Bottom-up reconstitution design of a biomimetic atelocollagen microfibril for enhancing hemostatic, antibacterial, and biodegradable benefits.

Powdered collagen is emerging as a promising topical hemostat owing to its adaptability to various wounds, active hemostatic abilities, and biosafety. The reproduction of a bionic structure similar to natural collagen is crucial for effective hemostasis and bioactivity. Additional factors relevant to clinical application include antimicrobial properties, minimal immune response, and straightforward preparation. However, current developments in collagen hemostatic powders often lack comprehensive integration of these multidimensional attributes.
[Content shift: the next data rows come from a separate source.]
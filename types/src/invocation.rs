use std::fmt;

use crate::{ArgValue, DispatchPath, MemberSignature, SeqNo, UnitId, render_args};

/// One recorded call against a unit's member.
///
/// Created by the dispatcher on every call, matched or not, and immutable
/// once recorded.
#[derive(Debug, Clone, PartialEq, Eq)]
pub struct Invocation {
    unit: UnitId,
    member: MemberSignature,
    args: Vec<ArgValue>,
    seq: SeqNo,
    path: DispatchPath,
}

impl Invocation {
    #[must_use]
    pub fn new(
        unit: UnitId,
        member: MemberSignature,
        args: Vec<ArgValue>,
        seq: SeqNo,
        path: DispatchPath,
    ) -> Self {
        Self {
            unit,
            member,
            args,
            seq,
            path,
        }
    }

    #[must_use]
    pub fn unit(&self) -> UnitId {
        self.unit
    }

    #[must_use]
    pub fn member(&self) -> &MemberSignature {
        &self.member
    }

    #[must_use]
    pub fn args(&self) -> &[ArgValue] {
        &self.args
    }

    #[must_use]
    pub fn seq(&self) -> SeqNo {
        self.seq
    }

    #[must_use]
    pub fn path(&self) -> DispatchPath {
        self.path
    }
}

impl fmt::Display for Invocation {
    fn fmt(&self, f: &mut fmt::Formatter<'_>) -> fmt::Result {
        write!(
            f,
            "#{} {}.{}{}",
            self.seq,
            self.unit,
            self.member.name(),
            render_args(&self.args)
        )
    }
}
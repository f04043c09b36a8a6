//! The four verification modes against a live engine.

use mimic_engine::{
    any, val, Behavior, DispatchPath, MockError, Mocker, UnitId, VerificationBlock,
};

use super::{call, member, send};

/// One unit with a catch-all stub per named member, so dispatch never fails.
fn engine_with_calls(names: &[(&str, i64)]) -> (Mocker, UnitId) {
    let mocker = Mocker::new();
    let api = mocker.create_unit("api");
    for (name, _) in names {
        // Re-registering the same catch-all is harmless: last one wins.
        mocker
            .register_stub(
                api,
                member(name, 1),
                vec![any().into()],
                Behavior::returns(true),
                DispatchPath::Sync,
            )
            .unwrap();
    }
    for (name, arg) in names {
        send(&mocker, api, name, *arg).unwrap();
    }
    (mocker, api)
}

#[test]
fn exhaustive_ordered_accepts_the_exact_sequence() {
    let (mocker, api) = engine_with_calls(&[("open", 1), ("read", 2), ("close", 3)]);
    let block = VerificationBlock::new()
        .expect(call(api, "open", vec![val(1)]))
        .expect(call(api, "read", vec![val(2)]))
        .expect(call(api, "close", vec![val(3)]))
        .exhaustive()
        .in_order();
    mocker.verify(&block).unwrap();
}

#[test]
fn exhaustive_ordered_rejects_a_permutation() {
    let (mocker, api) = engine_with_calls(&[("open", 1), ("read", 2)]);
    let block = VerificationBlock::new()
        .expect(call(api, "read", vec![val(2)]))
        .expect(call(api, "open", vec![val(1)]))
        .exhaustive()
        .in_order();
    let err = mocker.verify(&block).unwrap_err();
    match &err {
        MockError::VerificationFailed(failure) => {
            assert!(!failure.unmatched_patterns().is_empty());
            assert!(!failure.leftover_invocations().is_empty());
        }
        other => panic!("expected VerificationFailed, got {other}"),
    }
}

#[test]
fn ordered_subsequence_tolerates_interleaved_calls() {
    let (mocker, api) = engine_with_calls(&[
        ("open", 1),
        ("poll", 0),
        ("read", 2),
        ("poll", 0),
        ("close", 3),
    ]);
    let block = VerificationBlock::new()
        .expect(call(api, "open", vec![val(1)]))
        .expect(call(api, "read", vec![val(2)]))
        .expect(call(api, "close", vec![val(3)]))
        .in_order();
    mocker.verify(&block).unwrap();
}

#[test]
fn exhaustive_unordered_accepts_any_permutation() {
    let (mocker, api) = engine_with_calls(&[("open", 1), ("read", 2), ("close", 3)]);
    let block = VerificationBlock::new()
        .expect(call(api, "close", vec![val(3)]))
        .expect(call(api, "open", vec![val(1)]))
        .expect(call(api, "read", vec![val(2)]))
        .exhaustive();
    mocker.verify(&block).unwrap();
}

#[test]
fn exhaustive_unordered_rejects_an_omitted_call() {
    let (mocker, api) = engine_with_calls(&[("open", 1), ("read", 2)]);
    let block = VerificationBlock::new()
        .expect(call(api, "open", vec![val(1)]))
        .exhaustive();
    let err = mocker.verify(&block).unwrap_err();
    match &err {
        MockError::VerificationFailed(failure) => {
            let rendered = failure.to_string();
            assert!(rendered.contains("recorded calls not accounted for:"));
            assert!(rendered.contains("read"));
        }
        other => panic!("expected VerificationFailed, got {other}"),
    }
}

#[test]
fn existence_check_ignores_unrelated_calls() {
    let (mocker, api) = engine_with_calls(&[("open", 1), ("poll", 0), ("read", 2)]);
    let block = VerificationBlock::new()
        .expect(call(api, "read", vec![val(2)]))
        .expect(call(api, "open", vec![val(1)]));
    mocker.verify(&block).unwrap();
}

#[test]
fn existence_check_names_the_missing_pattern() {
    let (mocker, api) = engine_with_calls(&[("open", 1)]);
    let block = VerificationBlock::new()
        .expect(call(api, "open", vec![val(1)]))
        .expect(call(api, "close", vec![val(9)]));
    let err = mocker.verify(&block).unwrap_err();
    match &err {
        MockError::VerificationFailed(failure) => {
            assert_eq!(failure.unmatched_patterns().len(), 1);
            assert!(failure.unmatched_patterns()[0].contains("close"));
            // Non-exhaustive modes report no leftovers.
            assert!(failure.leftover_invocations().is_empty());
        }
        other => panic!("expected VerificationFailed, got {other}"),
    }
}

#[test]
fn verification_is_scoped_to_the_referenced_units() {
    let mocker = Mocker::new();
    let api = mocker.create_unit("api");
    let other = mocker.create_unit("other");
    for unit in [api, other] {
        mocker
            .register_stub(
                unit,
                member("ping", 1),
                vec![any().into()],
                Behavior::returns(true),
                DispatchPath::Sync,
            )
            .unwrap();
    }
    send(&mocker, api, "ping", 1).unwrap();
    send(&mocker, other, "ping", 2).unwrap();

    // Exhaustive over `api` only: the `other` call is out of scope.
    let block = VerificationBlock::new()
        .expect(call(api, "ping", vec![val(1)]))
        .exhaustive();
    mocker.verify(&block).unwrap();
}
//! Core domain types for Mimic.
//!
//! This crate contains pure domain types with no IO, no async, and minimal
//! dependencies. Everything here can be used from any layer of the engine.

mod failure;
mod ids;
mod invocation;
mod value;

pub use failure::DeclaredFailure;
pub use ids::{DispatchPath, MemberSignature, SeqNo, UnitId};
pub use invocation::Invocation;
pub use value::{ArgValue, ValueKind, render_args};
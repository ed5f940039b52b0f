//! Reboot command implementation

use rdfu_core::progress::FlashProgress;
use rdfu_core::reboot::{reboot_and_wait, Clock, RediscoveryConfig};
use rdfu_core::{DfuDevice, Error};

/// Trigger understood by bootloaders that stay in DFU mode after a restart
pub const REBOOT_TRIGGER: &[u8] = b"BDFU";

/// Write the reboot trigger at `address`, restart at `start` and wait
///
/// Returns the reconnected device, already reset to the idle state.
pub fn run<D, C>(
    device: D,
    address: u32,
    start: u32,
    config: RediscoveryConfig,
    clock: &C,
    progress: &mut dyn FlashProgress,
) -> Result<D, Box<dyn std::error::Error>>
where
    D: DfuDevice,
    C: Clock + ?Sized,
{
    let began = clock.now();
    let mut device = reboot_and_wait(device, address, REBOOT_TRIGGER, start, config, clock, progress)?;
    device.reset_state().map_err(Error::device("reset state"))?;
    println!("Reconnected in {:?}", clock.now().duration_since(began));
    Ok(device)
}

#[cfg(test)]
mod tests {
    use super::*;
    use rdfu_core::progress::NoProgress;
    use rdfu_core::reboot::SystemClock;
    use rdfu_dummy::{DummyBus, DummyConfig, RebootRecord};
    use std::time::Duration;

    fn config() -> RediscoveryConfig {
        RediscoveryConfig {
            timeout: Duration::from_secs(2),
            poll_interval: Duration::from_millis(1),
        }
    }

    #[test]
    fn test_reboot_and_reconnect() {
        let bus = DummyBus::new(DummyConfig::default()).unwrap();

        let device = run(
            bus.device().unwrap(),
            0x2001_FFF0,
            0x0800_0000,
            config(),
            &SystemClock,
            &mut NoProgress,
        )
        .unwrap();

        assert_eq!(device.info().vendor_id, 0x0483);
        assert_eq!(
            bus.reboots(),
            vec![RebootRecord {
                address: 0x2001_FFF0,
                data: b"BDFU".to_vec(),
                reboot_address: 0x0800_0000,
            }]
        );
        assert!(bus.is_present());
    }

    #[test]
    fn test_reboot_never_returns() {
        let bus = DummyBus::new(DummyConfig {
            reappear_after: None,
            ..DummyConfig::default()
        })
        .unwrap();
        let config = RediscoveryConfig {
            timeout: Duration::from_millis(20),
            poll_interval: Duration::from_millis(1),
        };

        let err = run(
            bus.device().unwrap(),
            0x2001_FFF0,
            0x0800_0000,
            config,
            &SystemClock,
            &mut NoProgress,
        )
        .unwrap_err();
        assert!(err.to_string().starts_with("device did not reappear"));
    }
}
//! UF2 inspection

use rdfu_core::image::uf2::{is_uf2, Uf2Image};
use rdfu_core::image::RangeSource;

use super::CommandError;

/// Describe a UF2 file: device and version strings, then every range
pub fn describe(data: &[u8]) -> Result<String, Box<dyn std::error::Error>> {
    if !is_uf2(data) {
        return Err(CommandError::NotUf2.into());
    }
    let image = Uf2Image::new(data);
    let first = image.blocks().next().ok_or(CommandError::NotUf2)??;

    let mut out = String::new();
    out.push_str(&format!("Device: {}\n", first.device_description().unwrap_or_default()));
    out.push_str(&format!("Version: {}\n", first.version_description().unwrap_or_default()));
    out.push_str("Parts:\n");
    for range in image.ranges() {
        let range = range?;
        out.push_str(&format!(
            "  - 0x{:08x}: {:7} bytes",
            range.start_address,
            range.len()
        ));
        if let Some(addr) = range.reboot_address {
            out.push_str(&format!(" (reboot @ 0x{:08x})", addr));
        }
        out.push('\n');
    }
    Ok(out)
}
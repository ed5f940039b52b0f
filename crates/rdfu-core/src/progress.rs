//! Progress reporting
//!
//! Callbacks are purely observational: they cannot fail and cannot stop a
//! run.

/// Progress callback for flashing and reading
pub trait FlashProgress {
    /// Called before erasing the pages of a range
    fn erasing(&mut self, start: u32, pages: usize);

    /// Called after each page is erased
    fn erase_progress(&mut self, pages_done: usize, pages_total: usize);

    /// Called before the first transfer of a range
    fn downloading(&mut self, start: u32, bytes: usize);

    /// Called after each transfer
    fn download_progress(&mut self, bytes_done: usize, bytes_total: usize);

    /// Called when the device is told to reboot
    fn rebooting(&mut self, reboot_address: u32);

    /// Called once the device is back after a reboot
    fn reconnected(&mut self);

    /// Called before reading memory back
    fn reading(&mut self, start: u32, bytes: usize);

    /// Called after each block is read
    fn read_progress(&mut self, bytes_done: usize, bytes_total: usize);
}

/// A no-op progress reporter
pub struct NoProgress;

impl FlashProgress for NoProgress {
    fn erasing(&mut self, _start: u32, _pages: usize) {}
    fn erase_progress(&mut self, _pages_done: usize, _pages_total: usize) {}
    fn downloading(&mut self, _start: u32, _bytes: usize) {}
    fn download_progress(&mut self, _bytes_done: usize, _bytes_total: usize) {}
    fn rebooting(&mut self, _reboot_address: u32) {}
    fn reconnected(&mut self) {}
    fn reading(&mut self, _start: u32, _bytes: usize) {}
    fn read_progress(&mut self, _bytes_done: usize, _bytes_total: usize) {}
}
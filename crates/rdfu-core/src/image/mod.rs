//! Firmware image handling
//!
//! A firmware image is either a plain binary, flashed as one range at a
//! known start address, or a UF2 container describing any number of
//! address ranges and reboot markers. Both are exposed through
//! [`RangeSource`] so the flashing code never branches on the format.

pub mod uf2;

#[cfg(any(test, feature = "test-utils"))]
pub mod builder;

use std::borrow::Cow;

use thiserror::Error;

pub use uf2::{is_uf2, Uf2Image};

/// A contiguous span of bytes to place at an absolute device address
///
/// When `reboot_address` is set, the range is a reboot marker: its payload
/// is a trigger written at `start_address` before the device is told to
/// restart at `reboot_address`. The payload of a marker may be empty.
#[derive(Debug, Clone, PartialEq, Eq)]
pub struct AddressRange<'a> {
    /// First device address covered by the payload
    pub start_address: u32,
    /// Bytes to write, borrowed from the image whenever possible
    pub payload: Cow<'a, [u8]>,
    /// Address the device should restart at, for reboot markers
    pub reboot_address: Option<u32>,
}

impl<'a> AddressRange<'a> {
    /// Create a plain (non-reboot) range
    pub fn new(start_address: u32, payload: impl Into<Cow<'a, [u8]>>) -> Self {
        Self {
            start_address,
            payload: payload.into(),
            reboot_address: None,
        }
    }

    /// Number of payload bytes
    pub fn len(&self) -> usize {
        self.payload.len()
    }

    /// Whether the payload is empty
    pub fn is_empty(&self) -> bool {
        self.payload.is_empty()
    }

    /// Whether this range asks the device to reboot
    pub fn is_reboot(&self) -> bool {
        self.reboot_address.is_some()
    }

    /// Last address covered (inclusive), or `None` for an empty payload
    pub fn end_address(&self) -> Option<u32> {
        let len = u32::try_from(self.payload.len()).ok()?;
        if len == 0 {
            return None;
        }
        self.start_address.checked_add(len - 1)
    }

    /// Exclusive end address, widened so that a range ending at the top of
    /// the address space is representable
    pub(crate) fn end_exclusive(&self) -> u64 {
        self.start_address as u64 + self.payload.len() as u64
    }
}

/// Errors detected while decoding a firmware image
///
/// Block indices are zero-based positions in the file.
#[derive(Debug, Clone, PartialEq, Eq, Error)]
pub enum ImageError {
    /// A plain binary with no content
    #[error("image is empty")]
    Empty,

    /// A plain binary was given but no start address is known
    #[error("no start address known for a plain binary image")]
    NoStartAddress,

    /// A plain binary does not fit in the 32-bit address space at its start
    #[error("image of {len} bytes does not fit at 0x{start:08X}")]
    TooLarge {
        /// Start address
        start: u32,
        /// Image length
        len: usize,
    },

    /// One of the three UF2 magic numbers is wrong
    #[error("block {block}: bad magic number")]
    BadMagic {
        /// Block index
        block: usize,
    },

    /// The file ends in the middle of a block
    #[error("block {block}: truncated ({len} of 512 bytes)")]
    Truncated {
        /// Block index
        block: usize,
        /// Bytes actually present
        len: usize,
    },

    /// Declared payload does not fit in a block
    #[error("block {block}: payload size {size} exceeds 476 bytes")]
    PayloadTooLarge {
        /// Block index
        block: usize,
        /// Declared payload size
        size: u32,
    },

    /// Extension tag area is inconsistent
    #[error("block {block}: malformed extension tag at offset {offset}")]
    BadExtension {
        /// Block index
        block: usize,
        /// Offset of the bad tag within the block
        offset: usize,
    },

    /// Block number does not match the block position
    #[error("block {block}: block number {block_no} out of sequence")]
    OutOfSequence {
        /// Block index
        block: usize,
        /// Block number found in the header
        block_no: u32,
    },

    /// Total block count disagrees with the file
    #[error("block {block}: declares {declared} blocks, file has {actual}")]
    BlockCountMismatch {
        /// Block index
        block: usize,
        /// Count from the header
        declared: u32,
        /// Count derived from the file size
        actual: usize,
    },

    /// Family ID disagrees with the first block carrying one
    #[error("block {block}: family ID 0x{found:08X} differs from 0x{expected:08X}")]
    FamilyMismatch {
        /// Block index
        block: usize,
        /// Family ID of the first block
        expected: u32,
        /// Family ID of this block
        found: u32,
    },

    /// Payload runs past the end of the 32-bit address space
    #[error("block {block}: payload at 0x{address:08X} overflows the address space")]
    AddressOverflow {
        /// Block index
        block: usize,
        /// Target address of the block
        address: u32,
    },
}

/// Boxed iterator over the ranges of an image
pub type Ranges<'a> = Box<dyn Iterator<Item = Result<AddressRange<'a>, ImageError>> + 'a>;

/// Anything that can describe itself as a sequence of address ranges
///
/// `ranges()` starts from the beginning on every call, so an image can be
/// walked once for validation and again for flashing.
pub trait RangeSource<'a> {
    /// Iterate the ranges in file order
    fn ranges(&self) -> Ranges<'a>;

    /// Short human-readable format name
    fn format(&self) -> &'static str;
}

/// A raw binary flashed as a single range
#[derive(Debug, Clone, Copy)]
pub struct PlainImage<'a> {
    data: &'a [u8],
    start_address: u32,
}

impl<'a> PlainImage<'a> {
    /// Wrap a raw binary to be placed at `start_address`
    pub fn new(data: &'a [u8], start_address: u32) -> Self {
        Self {
            data,
            start_address,
        }
    }
}

impl<'a> RangeSource<'a> for PlainImage<'a> {
    fn ranges(&self) -> Ranges<'a> {
        let range = if self.data.is_empty() {
            Err(ImageError::Empty)
        } else if self.start_address as u64 + self.data.len() as u64 > 1 << 32 {
            Err(ImageError::TooLarge {
                start: self.start_address,
                len: self.data.len(),
            })
        } else {
            Ok(AddressRange::new(self.start_address, self.data))
        };
        Box::new(std::iter::once(range))
    }

    fn format(&self) -> &'static str {
        "binary"
    }
}

/// Pick the right [`RangeSource`] for `data`
///
/// UF2 containers carry their own addresses and ignore `start_address`.
/// Plain binaries require one.
pub fn open_image<'a>(
    data: &'a [u8],
    start_address: Option<u32>,
) -> Result<Box<dyn RangeSource<'a> + 'a>, ImageError> {
    if is_uf2(data) {
        return Ok(Box::new(Uf2Image::new(data)));
    }
    if data.is_empty() {
        return Err(ImageError::Empty);
    }
    let start = start_address.ok_or(ImageError::NoStartAddress)?;
    Ok(Box::new(PlainImage::new(data, start)))
}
In this study, atelocollagen molecules and antimicrobial peptide (ε-polylysine) were successfully employed to achieve the simultaneous expression of biomimetic structures and antimicrobial functions through a bottom-up reconstruction design. The synergistic effects of low temperature and mechanical processing facilitated the dispersion of collagen fibrils without leading to a stiffened network. The resultant atelocollagen microfibril (BCF-10) exhibited biomimetic D-periodicity and a fluffy morphology. BCF-10 demonstrated excellent antimicrobial properties and biocompatibility. Notably, BCF-10 could absorb blood up to 12 times its own weight within 15 s and significantly activate platelets to promote coagulation. In both a rat tail amputation model and a liver multi-point puncture model, BCF-10 exhibited significantly improved hemostatic capability compared to commercially available gauze (**** < 0.0001) and was found to be comparable to the well-established microfibrillar collagen hemostat, Avitene. Immune response assessments indicated that BCF-10 could be biodegraded within 30 days without eliciting a severe inflammatory response, and could serve as a scaffold for cellular infiltration to promote tissue regeneration. This research presents a straightforward and effective strategy for preparing a biomimetic atelocollagen microfibril that is efficient in hemostasis, infection prevention, and rapid biodegradability, positioning BCF-10 as a promising candidate for clinical translation and application.